«Вечная жизнь Лизы К.» в проекте «Без обложки»
В марте выходит из печати новый роман Марины Вишневецкой- автора, которого прекрасно знает как юная, так и взрослая аудитория. Книга расскажет про неповторимость времени, ответственность и про нашу жизнь, конечно.
Марина Вишневецкая — прозаик, сценарист, автор многих книг и журнальных публикаций прозы. Лауреат премий журнала «Знамя», премии Ивана Петровича Белкина, главной премии имени Аполлона Григорьева. Автор сценариев более чем 30 анимационных и документальных фильмов. Мультфильм, снятый по ее сказке «Кот и мышь», награжден в 2017 году премией «Золотой орел», а созданные Вишневецкой диалоги в мультфильмах про домовенка Кузю моментально «ушли в народ». Совсем скоро увидит свет новый роман Марины Вишневецкой — «Вечная жизнь Лизы К.», изданием занимается «АСТ» (редакция Елены Шубиной), которая и предоставила нам отрывок романа для знакомства, — исключительно в рамках нашего проекта
«Вечная жизнь Лизы К.»
На девятнадцатое мая папа назначил посиделки втроем: Тимур, он и Лиза. Судя по голосу в трубке, страшно тревожился, грузил эту встречу значениями и смыслами, но причины не называл. Была пятница, день стоял теплый, но пасмурный. Лиза долго металась из комнаты к зеркалу, но никакая одежка к этому странному случаю не подходила – ни деловая, ни будничная, ни коктейльная. От волнения уже сосало под ложечкой, временами до тошноты. Остановилась на узкой юбке с экстравагантным разрезом и девчоночьей шелковой блузке с воланом – в остужающей сине-зеленой гамме.
<…>
В ресторацию, почему-то папа любил это древнее слово, она опоздала всего на двадцать минут. Но собравшиеся – понять бы еще для чего – казалось, уже давно ели и пили. Так давно, что все слова были сказаны. Папа молчал отрешенно, Тимур – скорее презрительно. На столе потела горилка. Это был ресторан украинской кухни, а в соседнем квартале папа преподавал. Закусывали бужениной, оплывшей салом, баклажановыми рулетиками в слезках граната, маринованными опятами, каждый в скользкой рубашечке, будто только что выплеснутый на свет живородящей грибницей… И все это так опасно благоухало, что Лиза после поспешного «всем привет» попросила у официанта вареников, если можно – с картошкой. А папа резко плеснул ей горилки, от волнения – через край.
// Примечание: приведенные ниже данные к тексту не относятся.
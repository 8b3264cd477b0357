//! Grammar check orchestration: tokenize, annotate, decode.

use std::sync::Arc;

use serde::{Deserialize, Serialize};

use crate::decoder::{self, DecodeMode, GrammarError};
use crate::error::CheckError;
use crate::llm::{Annotator, CancellationSignal};
use crate::tokenizer::TokenizedText;

/// Result of one grammar check
#[derive(Debug, Clone, PartialEq, Eq, Serialize, Deserialize)]
#[serde(rename_all = "camelCase")]
pub struct CheckOutcome {
    pub errors: Vec<GrammarError>,
    /// The NFC-normalized text the error offsets refer to
    pub normalized_text: String,
}

/// Grammar checker: tokenize, annotate remotely, decode
pub struct GrammarChecker {
    annotator: Arc<dyn Annotator>,
    mode: DecodeMode,
}

impl GrammarChecker {
    pub fn new(annotator: Arc<dyn Annotator>, mode: DecodeMode) -> Self {
        Self { annotator, mode }
    }

    /// Check text and return the errors found in its normalized form
    pub async fn check(
        &self,
        text: &str,
        cancel: Option<&CancellationSignal>,
    ) -> Result<CheckOutcome, CheckError> {
        let tokenized = TokenizedText::new(text);
        if tokenized.is_empty() {
            return Ok(CheckOutcome {
                errors: Vec::new(),
                normalized_text: String::new(),
            });
        }

        tracing::debug!(tokens = tokenized.tokens().len(), "sending text to annotator");

        let reply = self
            .annotator
            .annotate(&tokenized.encode(), cancel)
            .await
            .map_err(|e| {
                tracing::error!("grammar annotation failed: {}", e);
                CheckError::from(e)
            })?;

        let errors = decoder::decode(&tokenized, &reply, self.mode).map_err(|m| {
            tracing::warn!("rejecting annotator reply: {}", m);
            CheckError::MalformedResponse(m)
        })?;

        tracing::debug!(errors = errors.len(), "grammar check complete");

        Ok(CheckOutcome {
            errors,
            normalized_text: tokenized.normalized().to_string(),
        })
    }
}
– Я собрал вас сегодня вместе, за одним столом, чтобы… Впрочем, сначала давайте выпьем. За нас! Мы – Карманниковы, это что-то да значит!
И потянулся со стопкой к Тимуру, но тот уже опрокинул рюмку в себя, крякнул, хрустя огурцом, ухмыльнулся:
– Орлов, честь имею! – И в глазах у него вспыхнул сизый дымок, будто в пепельнице давили окурок.
Но папа держался. Папа за этим застольем, надо отдать ему должное, поразительно долго держался. Сначала он предложил гомункулусу стать Орловым-Карманниковым, почему бы и нет?
– Потому что, – ответил отпрыск, – оксюморон. Карманников – чистое же погонялово.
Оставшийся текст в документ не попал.